It’s been a one-month hiatus and I think that’s long enough. I mentioned in a post before that I really hate writing in the blog when I’m depressed, because it just becomes a series of depressing posts and who wants to read that? I’ve had no motivation to do anything – work, eat, clean – even taking a shower required supreme effort on some days. You (and the people around me) will be happy to know that I did manage that last one.
But life has been plodding along. I’ve been spending a lot of time with E and friends, and that’s been the only thing that’s really kept me feeling like I might still be alive. I love my blog and blosse but for some reason I’ve needed the face to face company lately, like I need to reassure myself that there’s a real world around me and not just the one in which I imagine that I am popular and pretty and a brilliant writer.

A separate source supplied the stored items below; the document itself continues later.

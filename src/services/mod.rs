//! Application services layer - Use cases and business logic.
//!
//! Services orchestrate domain logic and infrastructure to fulfill
//! application use cases. They depend on abstractions (traits) for
//! dependency inversion, and receive the data store at construction.

mod auth_service;
mod community_service;
pub mod container;
mod relief_service;
mod user_service;

// Service Container
pub use container::{ServiceContainer, Services};

// Service traits and implementations
pub use auth_service::{AuthService, Authenticator, Claims, TokenResponse};
pub use community_service::{CommunityBoard, CommunityService};
pub use relief_service::{ReliefDesk, ReliefService};
pub use user_service::{UserManager, UserService};

#[cfg(any(test, feature = "test-utils"))]
pub use container::MockServiceContainer;
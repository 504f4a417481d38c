//! Generic document collection over a SeaORM entity.
//!
//! Every content resource exposes the same surface: list, fetch by id,
//! optional lookup by email, insert, full replacement with upsert semantics,
//! and delete. One generic implementation serves all of them; an entity opts
//! in by implementing [`DocumentEntity`].

use std::marker::PhantomData;
use std::time::Duration;

use async_trait::async_trait;
use chrono::Utc;
use sea_orm::{
    ActiveModelTrait, ColumnTrait, DatabaseConnection, EntityTrait, IntoActiveModel,
    PrimaryKeyTrait, QueryFilter, QueryOrder,
};
use uuid::Uuid;

use crate::domain::Document;
use crate::errors::{AppError, AppResult};
use crate::infra::db::bounded;

/// Collection of documents of one kind.
#[async_trait]
pub trait Collection<D: Document>: Send + Sync {
    /// All documents, oldest first
    async fn list(&self) -> AppResult<Vec<D>>;

    async fn get_by_id(&self, id: Uuid) -> AppResult<Option<D>>;

    /// Lookup on the email key; only valid for email-keyed collections
    async fn find_by_email(&self, email: &str) -> AppResult<Option<D>>;

    /// Insert a new document under a fresh id.
    ///
    /// A unique-index violation surfaces as [`AppError::DuplicateKey`].
    async fn insert(&self, draft: D::Draft) -> AppResult<D>;

    /// Replace every field of the document at `id`, inserting it if absent.
    async fn upsert(&self, id: Uuid, draft: D::Draft) -> AppResult<D>;

    /// Returns whether a document was removed
    async fn delete(&self, id: Uuid) -> AppResult<bool>;
}

/// Mapping between a SeaORM entity and its domain document.
pub trait DocumentEntity: EntityTrait {
    type Doc: Document + From<Self::Model>;

    fn created_at_column() -> Self::Column;

    fn email_column() -> Option<Self::Column> {
        None
    }

    fn active_model(doc: Self::Doc) -> Self::ActiveModel;
}

/// SeaORM-backed [`Collection`]; every query runs under the store timeout.
pub struct SeaCollection<E> {
    db: DatabaseConnection,
    timeout: Duration,
    _entity: PhantomData<fn() -> E>,
}

impl<E> SeaCollection<E> {
    pub fn new(db: DatabaseConnection, timeout: Duration) -> Self {
        Self {
            db,
            timeout,
            _entity: PhantomData,
        }
    }
}

#[async_trait]
impl<E> Collection<E::Doc> for SeaCollection<E>
where
    E: DocumentEntity,
    E::Model: IntoActiveModel<E::ActiveModel> + Sync,
    E::ActiveModel: Send + 'static,
    <E::PrimaryKey as PrimaryKeyTrait>::ValueType: From<Uuid>,
{
    async fn list(&self) -> AppResult<Vec<E::Doc>> {
        let query = E::find().order_by_asc(E::created_at_column());
        let models = bounded(self.timeout, query.all(&self.db)).await?;
        Ok(models.into_iter().map(E::Doc::from).collect())
    }

    async fn get_by_id(&self, id: Uuid) -> AppResult<Option<E::Doc>> {
        let model = bounded(self.timeout, E::find_by_id(id).one(&self.db)).await?;
        Ok(model.map(E::Doc::from))
    }

    async fn find_by_email(&self, email: &str) -> AppResult<Option<E::Doc>> {
        let column = E::email_column()
            .ok_or_else(|| AppError::internal("collection is not keyed by email"))?;

        let query = E::find().filter(ColumnTrait::eq(&column, email));
        let model = bounded(self.timeout, query.one(&self.db)).await?;
        Ok(model.map(E::Doc::from))
    }

    async fn insert(&self, draft: <E::Doc as Document>::Draft) -> AppResult<E::Doc> {
        let doc = <E::Doc as Document>::build(Uuid::new_v4(), Utc::now(), draft);
        let model = bounded(self.timeout, E::active_model(doc).insert(&self.db)).await?;
        Ok(E::Doc::from(model))
    }

    async fn upsert(&self, id: Uuid, draft: <E::Doc as Document>::Draft) -> AppResult<E::Doc> {
        let existing = bounded(self.timeout, E::find_by_id(id).one(&self.db)).await?;

        let model = match existing {
            Some(model) => {
                let created_at = E::Doc::from(model).created_at();
                let doc = <E::Doc as Document>::build(id, created_at, draft);
                bounded(self.timeout, E::active_model(doc).update(&self.db)).await?
            }
            None => {
                let doc = <E::Doc as Document>::build(id, Utc::now(), draft);
                bounded(self.timeout, E::active_model(doc).insert(&self.db)).await?
            }
        };

        Ok(E::Doc::from(model))
    }

    async fn delete(&self, id: Uuid) -> AppResult<bool> {
        let result = bounded(self.timeout, E::delete_by_id(id).exec(&self.db)).await?;
        Ok(result.rows_affected > 0)
    }
}
//! Testimonial entity.

use sea_orm::entity::prelude::*;
use sea_orm::Set;

use crate::domain::{NewTestimonial, Testimonial};
use crate::infra::repositories::DocumentEntity;

#[derive(Clone, Debug, PartialEq, Eq, DeriveEntityModel)]
#[sea_orm(table_name = "testimonials")]
pub struct Model {
    #[sea_orm(primary_key, auto_increment = false)]
    pub id: Uuid,
    pub name: String,
    pub email: String,
    pub image: Option<String>,
    pub position: String,
    pub company: String,
    pub review: String,
    pub created_at: DateTimeUtc,
}

#[derive(Copy, Clone, Debug, EnumIter, DeriveRelation)]
pub enum Relation {}

impl ActiveModelBehavior for ActiveModel {}

impl From<Model> for Testimonial {
    fn from(model: Model) -> Self {
        Testimonial {
            id: model.id,
            details: NewTestimonial {
                name: model.name,
                email: model.email,
                image: model.image,
                position: model.position,
                company: model.company,
                review: model.review,
            },
            created_at: model.created_at,
        }
    }
}

impl DocumentEntity for Entity {
    type Doc = Testimonial;

    fn created_at_column() -> Column {
        Column::CreatedAt
    }

    fn active_model(doc: Testimonial) -> ActiveModel {
        ActiveModel {
            id: Set(doc.id),
            name: Set(doc.details.name),
            email: Set(doc.details.email),
            image: Set(doc.details.image),
            position: Set(doc.details.position),
            company: Set(doc.details.company),
            review: Set(doc.details.review),
            created_at: Set(doc.created_at),
        }
    }
}
//! Relief API - Application entry point
//!
//! CLI-based entry point that dispatches to the `serve` and `migrate` commands.

use clap::Parser;
use tracing_subscriber::{layer::SubscriberExt, util::SubscriberInitExt};

use relief_api::{
    cli::{Cli, Commands},
    commands,
    config::Config,
};

#[tokio::main]
async fn main() {
    let cli = Cli::parse();

    // Initialize tracing (verbose mode sets debug level)
    init_tracing(cli.verbose);

    let config = match Config::from_env() {
        Ok(config) => config,
        Err(e) => {
            tracing::error!("{}", e);
            std::process::exit(1);
        }
    };
    tracing::debug!(?config, "Configuration loaded");

    let result = match cli.command {
        Commands::Serve(args) => commands::serve::execute(args, config).await,
        Commands::Migrate(args) => commands::migrate::execute(args, config).await,
    };

    if let Err(e) = result {
        tracing::error!("Command failed: {}", e);
        std::process::exit(1);
    }
}

/// Initialize tracing subscriber
fn init_tracing(verbose: bool) {
    let filter = if verbose {
        "debug".to_string()
    } else {
        std::env::var("RUST_LOG").unwrap_or_else(|_| "info".to_string())
    };

    tracing_subscriber::registry()
        .with(tracing_subscriber::fmt::layer())
        .with(tracing_subscriber::EnvFilter::new(filter))
        .init();
}
//! Centralized error handling.
//!
//! Provides a unified error type for the entire application,
//! with automatic HTTP response conversion.

use axum::{
    http::StatusCode,
    response::{IntoResponse, Response},
    Json,
};
use sea_orm::{DbErr, SqlErr};
use serde::Serialize;
use thiserror::Error;

use crate::config::MSG_INVALID_CREDENTIALS;

/// Application error types
#[derive(Error, Debug)]
pub enum AppError {
    // Authentication
    #[error("Invalid email or password")]
    InvalidCredentials,

    // Resource errors
    #[error("{0}")]
    AlreadyExists(String),

    #[error("{0}")]
    NotFound(String),

    /// Unique index rejected an insert that passed the existence check
    #[error("Duplicate key")]
    DuplicateKey,

    // Validation
    #[error("{0}")]
    Validation(String),

    // Store
    #[error("Store unavailable: {0}")]
    StoreUnavailable(String),

    #[error("Database error")]
    Database(DbErr),

    #[error("Token error")]
    Token(#[from] jsonwebtoken::errors::Error),

    #[error("Configuration error: {0}")]
    Config(String),

    // Internal
    #[error("Internal server error")]
    Internal(String),
}

/// Error response body
#[derive(Debug, Serialize)]
struct ErrorResponse {
    success: bool,
    code: &'static str,
    message: String,
}

impl From<DbErr> for AppError {
    fn from(err: DbErr) -> Self {
        if let Some(SqlErr::UniqueConstraintViolation(_)) = err.sql_err() {
            return AppError::DuplicateKey;
        }
        match err {
            DbErr::Conn(e) => AppError::StoreUnavailable(e.to_string()),
            DbErr::ConnectionAcquire(e) => AppError::StoreUnavailable(e.to_string()),
            other => AppError::Database(other),
        }
    }
}

impl AppError {
    /// Get error code for client
    fn code(&self) -> &'static str {
        match self {
            AppError::InvalidCredentials => "INVALID_CREDENTIALS",
            AppError::AlreadyExists(_) => "ALREADY_EXISTS",
            AppError::NotFound(_) => "NOT_FOUND",
            AppError::DuplicateKey => "DUPLICATE_KEY",
            AppError::Validation(_) => "VALIDATION_ERROR",
            AppError::StoreUnavailable(_) => "STORE_UNAVAILABLE",
            AppError::Database(_) => "DATABASE_ERROR",
            AppError::Token(_) | AppError::Config(_) | AppError::Internal(_) => "INTERNAL_ERROR",
        }
    }

    /// Get HTTP status code
    pub fn status(&self) -> StatusCode {
        match self {
            AppError::InvalidCredentials => StatusCode::UNAUTHORIZED,
            AppError::AlreadyExists(_) | AppError::Validation(_) => StatusCode::BAD_REQUEST,
            AppError::NotFound(_) => StatusCode::NOT_FOUND,
            AppError::DuplicateKey => StatusCode::CONFLICT,
            AppError::StoreUnavailable(_) => StatusCode::SERVICE_UNAVAILABLE,
            AppError::Database(_)
            | AppError::Token(_)
            | AppError::Config(_)
            | AppError::Internal(_) => StatusCode::INTERNAL_SERVER_ERROR,
        }
    }

    /// Get user-facing message (hides internal details)
    fn user_message(&self) -> String {
        match self {
            AppError::InvalidCredentials => MSG_INVALID_CREDENTIALS.to_string(),
            AppError::AlreadyExists(msg) | AppError::NotFound(msg) | AppError::Validation(msg) => {
                msg.clone()
            }
            AppError::DuplicateKey => "Resource already exists".to_string(),

            // Hide details for internal/security errors
            AppError::StoreUnavailable(reason) => {
                tracing::error!(%reason, "Store unavailable");
                "Service temporarily unavailable".to_string()
            }
            AppError::Database(e) => {
                tracing::error!("Database error: {:?}", e);
                "A database error occurred".to_string()
            }
            AppError::Token(e) => {
                tracing::error!("Token signing error: {:?}", e);
                "An internal error occurred".to_string()
            }
            AppError::Config(msg) | AppError::Internal(msg) => {
                tracing::error!("Internal error: {}", msg);
                "An internal error occurred".to_string()
            }
        }
    }
}

impl IntoResponse for AppError {
    fn into_response(self) -> Response {
        let status = self.status();
        let body = ErrorResponse {
            success: false,
            code: self.code(),
            message: self.user_message(),
        };

        (status, Json(body)).into_response()
    }
}

/// Result type alias
pub type AppResult<T> = Result<T, AppError>;

/// Extension trait for Option -> AppError conversion
pub trait OptionExt<T> {
    fn ok_or_not_found(self, message: &str) -> AppResult<T>;
}

impl<T> OptionExt<T> for Option<T> {
    fn ok_or_not_found(self, message: &str) -> AppResult<T> {
        self.ok_or_else(|| AppError::not_found(message))
    }
}

/// Convenience constructors
impl AppError {
    pub fn already_exists(msg: impl Into<String>) -> Self {
        AppError::AlreadyExists(msg.into())
    }

    pub fn not_found(msg: impl Into<String>) -> Self {
        AppError::NotFound(msg.into())
    }

    pub fn validation(msg: impl Into<String>) -> Self {
        AppError::Validation(msg.into())
    }

    pub fn config(msg: impl Into<String>) -> Self {
        AppError::Config(msg.into())
    }

    pub fn internal(msg: impl Into<String>) -> Self {
        AppError::Internal(msg.into())
    }
}

#[cfg(test)]
mod tests {
    use super::*;

    async fn body_json(response: Response) -> serde_json::Value {
        let bytes = axum::body::to_bytes(response.into_body(), usize::MAX)
            .await
            .unwrap();
        serde_json::from_slice(&bytes).unwrap()
    }

    #[test]
    fn test_status_mapping() {
        assert_eq!(AppError::InvalidCredentials.status(), StatusCode::UNAUTHORIZED);
        assert_eq!(
            AppError::already_exists("User already exists").status(),
            StatusCode::BAD_REQUEST
        );
        assert_eq!(AppError::not_found("x").status(), StatusCode::NOT_FOUND);
        assert_eq!(AppError::DuplicateKey.status(), StatusCode::CONFLICT);
        assert_eq!(
            AppError::StoreUnavailable("timeout".into()).status(),
            StatusCode::SERVICE_UNAVAILABLE
        );
        assert_eq!(
            AppError::internal("boom").status(),
            StatusCode::INTERNAL_SERVER_ERROR
        );
    }

    #[test]
    fn test_generic_db_error_stays_database() {
        let err = AppError::from(DbErr::Custom("bad query".into()));
        assert!(matches!(err, AppError::Database(_)));
    }

    #[tokio::test]
    async fn test_invalid_credentials_body() {
        let body = body_json(AppError::InvalidCredentials.into_response()).await;
        assert_eq!(body["success"], false);
        assert_eq!(body["message"], "Invalid email or password");
    }

    #[tokio::test]
    async fn test_internal_details_hidden() {
        let body = body_json(AppError::internal("secret detail").into_response()).await;
        assert_eq!(body["message"], "An internal error occurred");
        assert!(!body.to_string().contains("secret detail"));
    }
}
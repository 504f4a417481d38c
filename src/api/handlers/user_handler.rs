//! User listing handler.

use axum::{extract::State, response::Json, routing::get, Router};

use crate::api::AppState;
use crate::domain::UserResponse;
use crate::errors::AppResult;

/// Create user routes
pub fn user_routes() -> Router<AppState> {
    Router::new().route("/users", get(list_users))
}

/// List registered users (password hashes are never included)
#[utoipa::path(
    get,
    path = "/api/v1/users",
    tag = "Users",
    responses(
        (status = 200, description = "All registered users", body = [UserResponse])
    )
)]
pub async fn list_users(State(state): State<AppState>) -> AppResult<Json<Vec<UserResponse>>> {
    let users = state.user_service.list_users().await?;
    Ok(Json(users.into_iter().map(UserResponse::from).collect()))
}
//! Volunteer entity (one per email).

use sea_orm::entity::prelude::*;
use sea_orm::Set;

use crate::domain::{NewVolunteer, Volunteer};
use crate::infra::repositories::DocumentEntity;

#[derive(Clone, Debug, PartialEq, Eq, DeriveEntityModel)]
#[sea_orm(table_name = "volunteers")]
pub struct Model {
    #[sea_orm(primary_key, auto_increment = false)]
    pub id: Uuid,
    pub name: String,
    #[sea_orm(unique)]
    pub email: String,
    pub image: Option<String>,
    pub phone: String,
    pub location: String,
    pub occupation: String,
    pub created_at: DateTimeUtc,
}

#[derive(Copy, Clone, Debug, EnumIter, DeriveRelation)]
pub enum Relation {}

impl ActiveModelBehavior for ActiveModel {}

impl From<Model> for Volunteer {
    fn from(model: Model) -> Self {
        Volunteer {
            id: model.id,
            details: NewVolunteer {
                name: model.name,
                email: model.email,
                image: model.image,
                phone: model.phone,
                location: model.location,
                occupation: model.occupation,
            },
            created_at: model.created_at,
        }
    }
}

impl DocumentEntity for Entity {
    type Doc = Volunteer;

    fn created_at_column() -> Column {
        Column::CreatedAt
    }

    fn email_column() -> Option<Column> {
        Some(Column::Email)
    }

    fn active_model(doc: Volunteer) -> ActiveModel {
        ActiveModel {
            id: Set(doc.id),
            name: Set(doc.details.name),
            email: Set(doc.details.email),
            image: Set(doc.details.image),
            phone: Set(doc.details.phone),
            location: Set(doc.details.location),
            occupation: Set(doc.details.occupation),
            created_at: Set(doc.created_at),
        }
    }
}
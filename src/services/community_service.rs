//! Community service - Newsletter, contact messages, testimonials,
//! volunteers and comments.
//!
//! Newsletter subscriptions and volunteer registrations are one per email.
//! The existence check gives the friendly error; the unique index behind the
//! collection catches the concurrent case, which is reported the same way.

use async_trait::async_trait;
use std::sync::Arc;

use crate::config::{MSG_ALREADY_SUBSCRIBED, MSG_ALREADY_VOLUNTEER};
use crate::domain::{
    Comment, ContactMessage, Document, NewComment, NewContactMessage, NewSubscription,
    NewTestimonial, NewVolunteer, NewsletterSubscription, Testimonial, Volunteer,
};
use crate::errors::{AppError, AppResult};
use crate::infra::{Collection, DataStore};

/// Community service trait for dependency injection.
#[async_trait]
pub trait CommunityService: Send + Sync {
    async fn subscribe_newsletter(
        &self,
        draft: NewSubscription,
    ) -> AppResult<NewsletterSubscription>;

    async fn list_newsletter(&self) -> AppResult<Vec<NewsletterSubscription>>;

    async fn send_contact_message(&self, draft: NewContactMessage) -> AppResult<ContactMessage>;

    async fn list_contact_messages(&self) -> AppResult<Vec<ContactMessage>>;

    async fn add_testimonial(&self, draft: NewTestimonial) -> AppResult<Testimonial>;

    async fn list_testimonials(&self) -> AppResult<Vec<Testimonial>>;

    async fn register_volunteer(&self, draft: NewVolunteer) -> AppResult<Volunteer>;

    async fn list_volunteers(&self) -> AppResult<Vec<Volunteer>>;

    async fn post_comment(&self, draft: NewComment) -> AppResult<Comment>;

    async fn list_comments(&self) -> AppResult<Vec<Comment>>;
}

/// Insert into an email-keyed collection, reporting any duplicate as `message`.
async fn insert_unique<D: Document>(
    collection: Arc<dyn Collection<D>>,
    email: &str,
    draft: D::Draft,
    message: &str,
) -> AppResult<D> {
    if collection.find_by_email(email).await?.is_some() {
        return Err(AppError::already_exists(message));
    }

    match collection.insert(draft).await {
        Err(AppError::DuplicateKey) => Err(AppError::already_exists(message)),
        other => other,
    }
}

/// Concrete implementation of CommunityService over the data store.
pub struct CommunityBoard {
    store: Arc<dyn DataStore>,
}

impl CommunityBoard {
    pub fn new(store: Arc<dyn DataStore>) -> Self {
        Self { store }
    }
}

#[async_trait]
impl CommunityService for CommunityBoard {
    async fn subscribe_newsletter(
        &self,
        draft: NewSubscription,
    ) -> AppResult<NewsletterSubscription> {
        let email = draft.email.clone();
        let subscription =
            insert_unique(self.store.newsletter(), &email, draft, MSG_ALREADY_SUBSCRIBED).await?;
        tracing::info!(subscription_id = %subscription.id, "Newsletter subscription added");
        Ok(subscription)
    }

    async fn list_newsletter(&self) -> AppResult<Vec<NewsletterSubscription>> {
        self.store.newsletter().list().await
    }

    async fn send_contact_message(&self, draft: NewContactMessage) -> AppResult<ContactMessage> {
        self.store.contact_messages().insert(draft).await
    }

    async fn list_contact_messages(&self) -> AppResult<Vec<ContactMessage>> {
        self.store.contact_messages().list().await
    }

    async fn add_testimonial(&self, draft: NewTestimonial) -> AppResult<Testimonial> {
        self.store.testimonials().insert(draft).await
    }

    async fn list_testimonials(&self) -> AppResult<Vec<Testimonial>> {
        self.store.testimonials().list().await
    }

    async fn register_volunteer(&self, draft: NewVolunteer) -> AppResult<Volunteer> {
        let email = draft.email.clone();
        let volunteer =
            insert_unique(self.store.volunteers(), &email, draft, MSG_ALREADY_VOLUNTEER).await?;
        tracing::info!(volunteer_id = %volunteer.id, "Volunteer registered");
        Ok(volunteer)
    }

    async fn list_volunteers(&self) -> AppResult<Vec<Volunteer>> {
        self.store.volunteers().list().await
    }

    async fn post_comment(&self, draft: NewComment) -> AppResult<Comment> {
        self.store.comments().insert(draft).await
    }

    async fn list_comments(&self) -> AppResult<Vec<Comment>> {
        self.store.comments().list().await
    }
}

#[cfg(test)]
mod tests {
    use super::*;
    use crate::infra::MemoryStore;
    use uuid::Uuid;

    fn board() -> CommunityBoard {
        CommunityBoard::new(Arc::new(MemoryStore::new()))
    }

    fn volunteer(email: &str) -> NewVolunteer {
        NewVolunteer {
            name: "Ana".to_string(),
            email: email.to_string(),
            image: None,
            phone: "+8801700000000".to_string(),
            location: "Dhaka".to_string(),
            occupation: "Nurse".to_string(),
        }
    }

    #[tokio::test]
    async fn test_duplicate_subscription() {
        let board = board();
        let draft = || NewSubscription {
            name: "Ana".to_string(),
            email: "a@x.com".to_string(),
        };

        board.subscribe_newsletter(draft()).await.unwrap();
        let result = board.subscribe_newsletter(draft()).await;

        match result {
            Err(AppError::AlreadyExists(msg)) => assert_eq!(msg, MSG_ALREADY_SUBSCRIBED),
            other => panic!("expected AlreadyExists, got {:?}", other.map(|s| s.id)),
        }
        assert_eq!(board.list_newsletter().await.unwrap().len(), 1);
    }

    #[tokio::test]
    async fn test_duplicate_volunteer() {
        let board = board();

        board.register_volunteer(volunteer("a@x.com")).await.unwrap();
        board.register_volunteer(volunteer("b@x.com")).await.unwrap();
        let result = board.register_volunteer(volunteer("a@x.com")).await;

        assert!(
            matches!(result, Err(AppError::AlreadyExists(msg)) if msg == MSG_ALREADY_VOLUNTEER)
        );
        assert_eq!(board.list_volunteers().await.unwrap().len(), 2);
    }

    #[tokio::test]
    async fn test_comments_allow_repeat_authors() {
        let board = board();
        for text in ["first", "second"] {
            board
                .post_comment(NewComment {
                    name: "Ana".to_string(),
                    email: "a@x.com".to_string(),
                    message: text.to_string(),
                })
                .await
                .unwrap();
        }

        let comments = board.list_comments().await.unwrap();
        assert_eq!(comments.len(), 2);
        assert_ne!(comments[0].id, Uuid::nil());
        assert_eq!(comments[1].details.message, "second");
    }
}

But enough of that. I’m sure you are on the edge of your spinny desk chair, drooling as you anticipate the recap of my month.
Jeep
The big news is that the recession got me in the middle of my depression, and I had to get rid of the Jeep. Gas prices, insurance prices, payments – KILLING me. My medication costs have gone up significantly and I just can’t afford it anymore. Seriously, meds these days? If you’re not depressed already, the cost of anti-depressants will MAKE you depressed. But I got a cute little Pontiac Vibe the other day and I have to confess, it’s so fun and zippy! I feel like a traitor saying that, but dammit, Jeep – you let me down! 15 mpg in the city? Hybridize yourself! Take some initiative! You make my bank account weep!
Boys
In slightly smaller but still not awesome news, I met a friend’s new boyfriend the other day and I have to say, I was a tiny bit underwhelmed after her glowing raves about this fellow. Guys, aren’t you supposed to make an effort to woo the friends with charm on the first meeting? Aren’t you supposed to keep your mouth shut about divisive topics like religion and politics and not try to evangelize your Republican views like Pat Robertson on crack? Now I have no problem with Republicans. Or Democrats or Libertarians or Greens or whatever else. Be what you want and so will I. But really? Save yourself the strain of stepping up on the soapbox because it just makes me want to shoot you while you’re up there making yourself an easy target.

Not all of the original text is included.